• **PROBLEM TO WORK ON**
Transcribe the data below verbatim from the line with "unbinned peak-over-exponential model" to the line with "pub use counting::PoissonCounting;". Include both of those lines.
╭─ DATA RECORDS
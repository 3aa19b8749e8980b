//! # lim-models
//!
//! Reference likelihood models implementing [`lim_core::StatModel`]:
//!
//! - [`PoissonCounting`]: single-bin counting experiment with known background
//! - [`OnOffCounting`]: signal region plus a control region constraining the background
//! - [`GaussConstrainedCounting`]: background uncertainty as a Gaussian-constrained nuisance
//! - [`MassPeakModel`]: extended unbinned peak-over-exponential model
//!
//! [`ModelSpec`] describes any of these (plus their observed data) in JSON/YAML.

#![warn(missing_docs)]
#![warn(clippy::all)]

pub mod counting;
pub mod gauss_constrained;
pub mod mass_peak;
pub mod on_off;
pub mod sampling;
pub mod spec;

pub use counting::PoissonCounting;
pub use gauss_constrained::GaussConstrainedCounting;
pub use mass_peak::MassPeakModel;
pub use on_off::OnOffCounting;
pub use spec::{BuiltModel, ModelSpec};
╰─
╭─ DATA RECORDS
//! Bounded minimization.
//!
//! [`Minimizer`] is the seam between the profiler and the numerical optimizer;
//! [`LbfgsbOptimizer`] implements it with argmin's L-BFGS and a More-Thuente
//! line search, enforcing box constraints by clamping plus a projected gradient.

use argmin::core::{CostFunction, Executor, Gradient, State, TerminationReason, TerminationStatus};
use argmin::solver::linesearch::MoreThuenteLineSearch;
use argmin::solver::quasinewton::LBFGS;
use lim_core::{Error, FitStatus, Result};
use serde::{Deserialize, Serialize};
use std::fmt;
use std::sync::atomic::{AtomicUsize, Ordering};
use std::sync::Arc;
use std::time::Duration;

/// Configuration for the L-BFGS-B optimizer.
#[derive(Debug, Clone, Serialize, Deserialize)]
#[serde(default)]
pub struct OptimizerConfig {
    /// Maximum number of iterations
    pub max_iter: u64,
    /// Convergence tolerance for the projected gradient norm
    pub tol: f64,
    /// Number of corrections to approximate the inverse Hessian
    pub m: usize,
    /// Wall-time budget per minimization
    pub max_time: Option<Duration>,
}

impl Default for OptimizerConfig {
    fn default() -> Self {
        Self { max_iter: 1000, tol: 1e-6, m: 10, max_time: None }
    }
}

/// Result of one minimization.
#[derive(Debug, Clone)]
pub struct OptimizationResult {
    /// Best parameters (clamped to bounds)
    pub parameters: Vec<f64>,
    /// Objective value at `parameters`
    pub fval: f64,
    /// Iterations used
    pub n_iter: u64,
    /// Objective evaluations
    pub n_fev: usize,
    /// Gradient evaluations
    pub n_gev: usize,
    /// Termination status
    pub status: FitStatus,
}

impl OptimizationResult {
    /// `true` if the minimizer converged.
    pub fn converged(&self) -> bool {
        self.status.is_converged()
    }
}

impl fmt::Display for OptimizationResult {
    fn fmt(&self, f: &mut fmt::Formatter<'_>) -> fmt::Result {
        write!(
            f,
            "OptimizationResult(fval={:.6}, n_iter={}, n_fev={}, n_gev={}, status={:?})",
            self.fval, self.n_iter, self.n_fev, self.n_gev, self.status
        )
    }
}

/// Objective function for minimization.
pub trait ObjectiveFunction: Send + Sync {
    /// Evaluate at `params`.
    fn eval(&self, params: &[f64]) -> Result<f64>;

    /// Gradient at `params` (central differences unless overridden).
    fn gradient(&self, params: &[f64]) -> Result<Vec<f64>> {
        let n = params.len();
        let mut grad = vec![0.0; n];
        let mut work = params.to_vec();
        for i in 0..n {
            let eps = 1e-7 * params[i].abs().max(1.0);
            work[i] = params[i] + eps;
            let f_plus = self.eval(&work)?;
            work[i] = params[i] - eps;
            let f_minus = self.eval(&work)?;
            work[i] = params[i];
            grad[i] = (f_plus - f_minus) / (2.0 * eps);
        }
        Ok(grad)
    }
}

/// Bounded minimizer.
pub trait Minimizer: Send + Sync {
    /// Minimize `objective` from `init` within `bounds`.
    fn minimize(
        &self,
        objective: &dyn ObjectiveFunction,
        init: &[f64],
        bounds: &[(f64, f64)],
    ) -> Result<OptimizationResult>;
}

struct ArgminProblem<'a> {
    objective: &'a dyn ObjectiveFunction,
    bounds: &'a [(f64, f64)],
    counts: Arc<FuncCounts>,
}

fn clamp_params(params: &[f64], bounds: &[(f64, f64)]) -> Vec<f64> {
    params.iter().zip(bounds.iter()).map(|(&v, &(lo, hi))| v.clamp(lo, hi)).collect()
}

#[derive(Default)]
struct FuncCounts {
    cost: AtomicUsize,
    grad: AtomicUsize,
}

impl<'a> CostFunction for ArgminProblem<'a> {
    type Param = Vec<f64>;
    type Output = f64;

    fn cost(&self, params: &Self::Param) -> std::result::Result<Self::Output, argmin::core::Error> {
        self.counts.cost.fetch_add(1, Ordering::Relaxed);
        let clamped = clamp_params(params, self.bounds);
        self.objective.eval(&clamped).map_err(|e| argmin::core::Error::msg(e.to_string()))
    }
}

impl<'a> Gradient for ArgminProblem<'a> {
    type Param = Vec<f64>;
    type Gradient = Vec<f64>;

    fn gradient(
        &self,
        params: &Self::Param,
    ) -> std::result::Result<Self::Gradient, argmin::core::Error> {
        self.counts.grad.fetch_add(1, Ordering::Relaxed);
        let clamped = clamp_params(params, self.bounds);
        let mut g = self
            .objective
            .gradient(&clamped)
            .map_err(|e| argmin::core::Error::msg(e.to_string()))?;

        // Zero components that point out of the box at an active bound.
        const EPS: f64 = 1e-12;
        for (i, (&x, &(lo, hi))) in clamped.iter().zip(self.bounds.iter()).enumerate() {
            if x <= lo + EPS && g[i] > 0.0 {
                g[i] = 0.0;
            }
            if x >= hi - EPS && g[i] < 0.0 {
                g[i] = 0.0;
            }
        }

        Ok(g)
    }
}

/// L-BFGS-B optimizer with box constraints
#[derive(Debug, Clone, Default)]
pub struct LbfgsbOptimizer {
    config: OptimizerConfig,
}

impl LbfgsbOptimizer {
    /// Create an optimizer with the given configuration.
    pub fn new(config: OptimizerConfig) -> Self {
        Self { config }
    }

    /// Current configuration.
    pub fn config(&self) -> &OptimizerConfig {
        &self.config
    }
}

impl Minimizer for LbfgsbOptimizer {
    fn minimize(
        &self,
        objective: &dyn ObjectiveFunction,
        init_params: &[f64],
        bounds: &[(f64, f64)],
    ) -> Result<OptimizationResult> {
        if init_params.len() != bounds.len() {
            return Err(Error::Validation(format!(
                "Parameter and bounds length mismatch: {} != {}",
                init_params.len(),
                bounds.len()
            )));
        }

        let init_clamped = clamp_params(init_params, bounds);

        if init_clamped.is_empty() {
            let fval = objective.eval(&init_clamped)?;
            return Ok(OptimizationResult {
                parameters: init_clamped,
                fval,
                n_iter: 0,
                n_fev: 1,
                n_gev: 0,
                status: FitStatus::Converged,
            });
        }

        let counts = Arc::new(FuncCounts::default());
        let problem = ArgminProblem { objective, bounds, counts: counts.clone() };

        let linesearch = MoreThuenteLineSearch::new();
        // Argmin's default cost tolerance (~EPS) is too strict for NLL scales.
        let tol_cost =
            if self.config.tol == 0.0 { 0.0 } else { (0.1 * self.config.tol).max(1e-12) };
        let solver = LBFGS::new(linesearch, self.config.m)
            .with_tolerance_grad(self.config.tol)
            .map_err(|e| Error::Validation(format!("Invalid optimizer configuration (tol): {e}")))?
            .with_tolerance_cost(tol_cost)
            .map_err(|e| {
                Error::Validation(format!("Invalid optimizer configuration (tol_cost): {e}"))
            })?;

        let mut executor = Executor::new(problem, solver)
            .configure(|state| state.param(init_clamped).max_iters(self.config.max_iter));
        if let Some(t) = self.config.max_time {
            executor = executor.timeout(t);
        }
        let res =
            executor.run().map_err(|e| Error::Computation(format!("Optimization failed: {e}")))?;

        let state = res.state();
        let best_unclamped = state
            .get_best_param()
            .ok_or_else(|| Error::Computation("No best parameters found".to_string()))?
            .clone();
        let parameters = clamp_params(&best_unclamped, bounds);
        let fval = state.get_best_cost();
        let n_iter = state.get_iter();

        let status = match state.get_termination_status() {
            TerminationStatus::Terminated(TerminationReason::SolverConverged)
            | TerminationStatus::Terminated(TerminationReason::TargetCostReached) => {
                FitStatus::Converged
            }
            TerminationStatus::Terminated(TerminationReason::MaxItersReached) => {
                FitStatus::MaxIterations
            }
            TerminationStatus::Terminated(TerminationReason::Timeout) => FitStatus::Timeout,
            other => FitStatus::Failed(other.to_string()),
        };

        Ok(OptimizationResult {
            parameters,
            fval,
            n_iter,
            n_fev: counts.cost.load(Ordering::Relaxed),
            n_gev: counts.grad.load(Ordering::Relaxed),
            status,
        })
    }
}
╰─
• **RESULT FOR THIS TASK**
//! - [`MassPeakModel`]: extended unbinned peak-over-exponential model
//!
//! [`ModelSpec`] describes any of these (plus their observed data) in JSON/YAML.

#![warn(missing_docs)]
#![warn(clippy::all)]

pub mod counting;
pub mod gauss_constrained;
pub mod mass_peak;
pub mod on_off;
pub mod sampling;
pub mod spec;

pub use counting::PoissonCounting;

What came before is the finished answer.